WORK TO COMPLETE:
Print out all of the data below, keeping it identical to the original.

GIVEN DATA:
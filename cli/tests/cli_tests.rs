use assert_cmd::Command;
use predicates::prelude::*;
use tempfile::TempDir;

fn supervisorctl() -> Command {
    Command::cargo_bin("supervisorctl").unwrap()
}

#[test]
fn help_lists_subcommands() {
    supervisorctl()
        .arg("--help")
        .assert()
        .success()
        .stdout(predicate::str::contains("config"))
        .stdout(predicate::str::contains("demo"));
}

#[test]
fn no_args_shows_help_and_fails() {
    supervisorctl().assert().failure();
}

#[test]
fn config_validate_accepts_well_formed_file() {
    let temp_dir = TempDir::new().unwrap();
    let config_path = temp_dir.path().join("config.toml");
    std::fs::write(
        &config_path,
        "supervisor_address = \"127.0.0.1:9000\"\n[supervisor]\nhealth_check_interval = 10\n",
    )
    .unwrap();

    supervisorctl()
        .args(["config", "validate", "--config"])
        .arg(&config_path)
        .assert()
        .success()
        .stdout(predicate::str::contains("is valid"));
}

#[test]
fn config_validate_rejects_missing_file() {
    let temp_dir = TempDir::new().unwrap();
    let missing = temp_dir.path().join("nope.toml");

    supervisorctl()
        .args(["config", "validate", "--config"])
        .arg(&missing)
        .assert()
        .failure();
}

#[test]
fn config_validate_rejects_invalid_values() {
    let temp_dir = TempDir::new().unwrap();
    let config_path = temp_dir.path().join("config.toml");
    std::fs::write(&config_path, "[supervisor]\nhealth_check_interval = 0\n").unwrap();

    supervisorctl()
        .args(["config", "validate", "--config"])
        .arg(&config_path)
        .assert()
        .failure();
}

#[test]
fn config_show_loads_from_explicit_file() {
    let temp_dir = TempDir::new().unwrap();
    let config_path = temp_dir.path().join("config.toml");
    std::fs::write(
        &config_path,
        "supervisor_address = \"10.0.0.5:9000\"\n[supervisor]\nhealth_check_interval = 45\n",
    )
    .unwrap();

    supervisorctl()
        .args(["config", "show", "--config"])
        .arg(&config_path)
        .assert()
        .success()
        .stdout(predicate::str::contains("10.0.0.5:9000"))
        .stdout(predicate::str::contains("45"));
}

#[test]
fn demo_launches_and_tears_down_a_rehearsal_model() {
    let temp_dir = TempDir::new().unwrap();
    let config_path = temp_dir.path().join("config.toml");
    std::fs::write(
        &config_path,
        "supervisor_address = \"127.0.0.1:9000\"\n[supervisor]\ndisable_health_monitor = true\n",
    )
    .unwrap();

    supervisorctl()
        .args(["demo", "--config"])
        .arg(&config_path)
        .args(["--workers", "2", "--replica", "2", "--model-name", "rehearsal"])
        .assert()
        .success()
        .stdout(predicate::str::contains("launched 'rehearsal'"))
        .stdout(predicate::str::contains("terminated 'rehearsal'"));
}

#[test]
fn demo_rejects_zero_workers() {
    supervisorctl()
        .args(["demo", "--workers", "0"])
        .assert()
        .failure();
}

#[test]
fn completions_bash() {
    supervisorctl()
        .args(["completions", "bash"])
        .assert()
        .success()
        .stdout(predicate::str::contains("supervisorctl"));
}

TASK RESPONSE:
filename cli/tests/cli_tests.rs
use assert_cmd::Command;
use predicates::prelude::*;
use tempfile::TempDir;

fn supervisorctl() -> Command {
    Command::cargo_bin("supervisorctl").unwrap()
}

#[test]
fn help_lists_subcommands() {
    supervisorctl()
        .arg("--help")
        .assert()
        .success()
        .stdout(predicate::str::contains("config"))
        .stdout(predicate::str::contains("demo"));
}

#[test]
fn no_args_shows_help_and_fails() {
    supervisorctl().assert().failure();
}

#[test]
fn config_validate_accepts_well_formed_file() {
    let temp_dir = TempDir::new().unwrap();
    let config_path = temp_dir.path().join("config.toml");
    std::fs::write(
        &config_path,
        "supervisor_address = \"127.0.0.1:9000\"\n[supervisor]\nhealth_check_interval = 10\n",
    )
    .unwrap();

    supervisorctl()
        .args(["config", "validate", "--config"])
        .arg(&config_path)
        .assert()
        .success()
        .stdout(predicate::str::contains("is valid"));
}

#[test]
fn config_validate_rejects_missing_file() {
    let temp_dir = TempDir::new().unwrap();
    let missing = temp_dir.path().join("nope.toml");

    supervisorctl()
        .args(["config", "validate", "--config"])
        .arg(&missing)
        .assert()
        .failure();
}

#[test]
fn config_validate_rejects_invalid_values() {
    let temp_dir = TempDir::new().unwrap();
    let config_path = temp_dir.path().join("config.toml");
    std::fs::write(&config_path, "[supervisor]\nhealth_check_interval = 0\n").unwrap();

    supervisorctl()
        .args(["config", "validate", "--config"])
        .arg(&config_path)
        .assert()
        .failure();
}

#[test]
fn config_show_loads_from_explicit_file() {
    let temp_dir = TempDir::new().unwrap();
    let config_path = temp_dir.path().join("config.toml");
    std::fs::write(
        &config_path,
        "supervisor_address = \"10.0.0.5:9000\"\n[supervisor]\nhealth_check_interval = 45\n",
    )
    .unwrap();

    supervisorctl()
        .args(["config", "show", "--config"])
        .arg(&config_path)
        .assert()
        .success()
        .stdout(predicate::str::contains("10.0.0.5:9000"))
        .stdout(predicate::str::contains("45"));
}

#[test]
fn demo_launches_and_tears_down_a_rehearsal_model() {
    let temp_dir = TempDir::new().unwrap();
    let config_path = temp_dir.path().join("config.toml");
    std::fs::write(
        &config_path,
        "supervisor_address = \"127.0.0.1:9000\"\n[supervisor]\ndisable_health_monitor = true\n",
    )
    .unwrap();

    supervisorctl()
        .args(["demo", "--config"])
        .arg(&config_path)
        .args(["--workers", "2", "--replica", "2", "--model-name", "rehearsal"])
        .assert()
        .success()
        .stdout(predicate::str::contains("launched 'rehearsal'"))
        .stdout(predicate::str::contains("terminated 'rehearsal'"));
}

#[test]
fn demo_rejects_zero_workers() {
    supervisorctl()
        .args(["demo", "--workers", "0"])
        .assert()
        .failure();
}

#[test]
fn completions_bash() {
    supervisorctl()
        .args(["completions", "bash"])
        .assert()
        .success()
        .stdout(predicate::str::contains("supervisorctl"));
}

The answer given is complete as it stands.